[Start of section]
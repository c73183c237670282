//! Data models for the weather map pipeline
//!
//! This module contains the core domain models organized by concern:
//! - Location: Geocode candidates and bounding boxes
//! - Weather: Station readings, the summary row and table views

pub mod location;
pub mod weather;

// Re-export all public types for convenient access
pub use location::{BBox, LocationCandidate};
pub use weather::{ReadingTable, StationRow, WeatherReading, WeatherSummary};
[End of section]
Nothing but the lines from the one containing "pub mod location;" to the end of the entries belongs in the answer, and each must match exactly.

pub mod location;
pub mod weather;

// Re-export all public types for convenient access
pub use location::{BBox, LocationCandidate};
pub use weather::{ReadingTable, StationRow, WeatherReading, WeatherSummary};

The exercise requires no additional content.